SUPPLIED INFORMATION —
◆ ◆ ◆ ◆ ◆ ◆ ◆
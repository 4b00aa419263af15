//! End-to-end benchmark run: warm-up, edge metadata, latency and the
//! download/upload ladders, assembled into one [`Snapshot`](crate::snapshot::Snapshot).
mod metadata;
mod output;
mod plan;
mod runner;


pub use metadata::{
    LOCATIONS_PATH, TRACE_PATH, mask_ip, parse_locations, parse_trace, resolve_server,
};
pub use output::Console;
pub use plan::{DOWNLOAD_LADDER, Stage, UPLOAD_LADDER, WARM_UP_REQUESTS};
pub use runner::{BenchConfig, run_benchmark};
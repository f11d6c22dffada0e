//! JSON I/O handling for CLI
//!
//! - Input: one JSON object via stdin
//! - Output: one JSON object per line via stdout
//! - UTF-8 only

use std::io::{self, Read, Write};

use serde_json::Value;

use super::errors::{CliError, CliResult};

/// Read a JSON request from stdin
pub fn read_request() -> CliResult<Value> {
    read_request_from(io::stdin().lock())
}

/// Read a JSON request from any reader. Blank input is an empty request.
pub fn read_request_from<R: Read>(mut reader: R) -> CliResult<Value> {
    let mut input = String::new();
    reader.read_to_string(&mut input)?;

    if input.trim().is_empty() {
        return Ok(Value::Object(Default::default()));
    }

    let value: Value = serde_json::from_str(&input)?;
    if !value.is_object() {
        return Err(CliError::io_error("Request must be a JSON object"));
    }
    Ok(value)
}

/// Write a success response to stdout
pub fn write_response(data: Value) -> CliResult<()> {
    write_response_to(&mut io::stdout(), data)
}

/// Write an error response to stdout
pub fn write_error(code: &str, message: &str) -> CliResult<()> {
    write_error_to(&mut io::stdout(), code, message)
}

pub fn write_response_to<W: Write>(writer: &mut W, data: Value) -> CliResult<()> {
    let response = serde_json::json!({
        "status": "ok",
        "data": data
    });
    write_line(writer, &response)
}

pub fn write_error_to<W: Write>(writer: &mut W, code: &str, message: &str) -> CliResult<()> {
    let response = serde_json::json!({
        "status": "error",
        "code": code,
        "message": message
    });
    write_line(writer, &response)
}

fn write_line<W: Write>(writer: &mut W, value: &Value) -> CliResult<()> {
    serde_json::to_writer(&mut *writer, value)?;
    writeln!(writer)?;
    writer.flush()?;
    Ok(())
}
◆ ◆ ◆ ◆ ◆ ◆ ◆
WHAT TO PRODUCE — Return only the number of lines in the data that hold the string "code".

RESULT FOR THIS EXERCISE — 4